Temporal Sparse Autoencoders: Leveraging the Sequential Nature of Language for Interpretability

Usha Bhalla, Alex Oesterling, Claudio Mayrink Verdun, Himabindu Lakkaraju, Flavio P. Calmon · Oct 30, 2025 · Citations: 0

Automatic Metrics Coding

Open arXiv RSS feed

Abstract

Translating the internal representations and computations of models into concepts that humans can understand is a key goal of interpretability. While recent dictionary learning methods such as Sparse Autoencoders (SAEs) provide a promising route to discover human-interpretable features, they often only recover token-specific, noisy, or highly local concepts. We argue that this limitation stems from neglecting the temporal structure of language, where semantic content typically evolves smoothly over sequences. Building on this insight, we introduce Temporal Sparse Autoencoders (T-SAEs), which incorporate a novel contrastive loss encouraging consistent activations of high-level features over adjacent tokens. This simple yet powerful modification enables SAEs to disentangle semantic from syntactic features in a self-supervised manner. Across multiple datasets and models, T-SAEs recover smoother, more coherent semantic concepts without sacrificing reconstruction quality.

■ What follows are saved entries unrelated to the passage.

//! Continuing topics: tag clusters recomputed on every call, never stored.

use std::collections::BTreeMap;
use std::sync::Arc;

use chrono::{DateTime, Duration, Utc};

use crate::config::TopicConfig;

use super::blocking;
use super::error::MemoryError;
use super::store::MemoryStore;
use super::types::{ContinuingTopic, Memory, MemoryType, TopicFilter, TopicStatus};

#[derive(Debug, Clone, Default)]
pub struct TopicQuery {
    /// Defaults to `topics.default_limit`.
    pub limit: Option<usize>,
    pub status: TopicFilter,
    /// Defaults to `topics.default_min_importance`.
    pub min_importance: Option<f64>,
}

/// Status of a topic last mentioned at `last_mentioned`.
pub fn topic_status(
    last_mentioned: DateTime<Utc>,
    now: DateTime<Utc>,
    config: &TopicConfig,
) -> TopicStatus {
    let age = now - last_mentioned;
    if age < Duration::days(config.active_days) {
        TopicStatus::Active
    } else if age < Duration::days(config.dormant_days) {
        TopicStatus::Dormant
    } else {
        TopicStatus::Resolved
    }
}

/// Group memories by tag and turn every group of at least
/// `config.min_group_size` members into a topic.
///
/// A memory with several tags joins several groups. Topics are filtered by
/// `filter`, ordered by importance descending then tag ascending, numbered
/// `topic-1`, `topic-2`, … in that order and truncated to `limit`.
pub fn cluster_topics(
    partner_id: &str,
    memories: &[Memory],
    now: DateTime<Utc>,
    filter: TopicFilter,
    limit: usize,
    config: &TopicConfig,
) -> Vec<ContinuingTopic> {
    let mut groups: BTreeMap<&str, Vec<&Memory>> = BTreeMap::new();
    for memory in memories {
        for tag in &memory.tags {
            groups.entry(tag.as_str()).or_default().push(memory);
        }
    }

    let mut topics: Vec<(String, f64, DateTime<Utc>, TopicStatus, Vec<Memory>)> = groups
        .into_iter()
        .filter(|(_, members)| members.len() >= config.min_group_size.max(1))
        .filter_map(|(tag, members)| {
            let importance = members.iter().map(|m| m.importance).sum::<f64>() / members.len() as f64;
            let last_mentioned = members.iter().map(|m| m.created_at).max()?;
            let status = topic_status(last_mentioned, now, config);
            filter.matches(status).then(|| {
                (
                    tag.to_string(),
                    importance,
                    last_mentioned,
                    status,
                    members.into_iter().cloned().collect(),
                )
            })
        })
        .collect();

    topics.sort_by(|a, b| b.1.total_cmp(&a.1).then_with(|| a.0.cmp(&b.0)));
    topics.truncate(limit);

    topics
        .into_iter()
        .enumerate()
        .map(|(i, (tag, importance, last_mentioned, status, related_memories))| ContinuingTopic {
            id: format!("topic-{}", i + 1),
            partner_id: partner_id.to_string(),
            description: format!("Ongoing topic about {tag}"),
            title: tag,
            status,
            importance,
            last_mentioned,
            related_memories,
        })
        .collect()
}

pub struct TopicEngine {
    memories: Arc<dyn MemoryStore>,
    config: TopicConfig,
}

impl TopicEngine {
    pub fn new(memories: Arc<dyn MemoryStore>, config: TopicConfig) -> Self {
        Self { memories, config }
    }

    /// Topics over the partner's conversation, preference and relationship
    /// memories. Unknown partners and partners with no qualifying memories
    /// yield an empty list.
    pub async fn get_ongoing_topics(
        &self,
        partner_id: &str,
        query: TopicQuery,
    ) -> Result<Vec<ContinuingTopic>, MemoryError> {
        let min_importance = query.min_importance.unwrap_or(self.config.default_min_importance);
        let limit = query.limit.unwrap_or(self.config.default_limit);

        let store = Arc::clone(&self.memories);
        let pid = partner_id.to_string();
        let source_limit = self.config.source_limit;
        let memories = blocking(move || {
            store.find_by_importance_and_type(&pid, min_importance, &MemoryType::TOPICAL, source_limit)
        })
        .await?;

        let topics = cluster_topics(partner_id, &memories, Utc::now(), query.status, limit, &self.config);
        tracing::debug!(
            partner_id = %partner_id,
            source_memories = memories.len(),
            topics = topics.len(),
            "topics clustered"
        );
        Ok(topics)
    }
}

Strikingly, they exhibit clear semantic structure despite being trained without explicit semantic signal, offering a new pathway for unsupervised interpretability in language models.

Human Data Lens

Uses human feedback: No
Feedback types: None
Rater population: Unknown
Unit of annotation: Unknown
Expertise required: Coding

Evaluation Lens

Evaluation modes: Automatic Metrics
Agentic eval: None
Quality controls: Not reported
Confidence: 0.30
Flags: low_signal, possible_false_positive

Research Summary

Contribution Summary

Translating the internal representations and computations of models into concepts that humans can understand is a key goal of interpretability.
While recent dictionary learning methods such as Sparse Autoencoders (SAEs) provide a promising route to discover human-interpretable features, they often only recover token-specific, noisy, or highly local concepts.
We argue that this limitation stems from neglecting the temporal structure of language, where semantic content typically evolves smoothly over sequences.

Why It Matters For Eval

Translating the internal representations and computations of models into concepts that humans can understand is a key goal of interpretability.
While recent dictionary learning methods such as Sparse Autoencoders (SAEs) provide a promising route to discover human-interpretable features, they often only recover token-specific, noisy, or highly local concepts.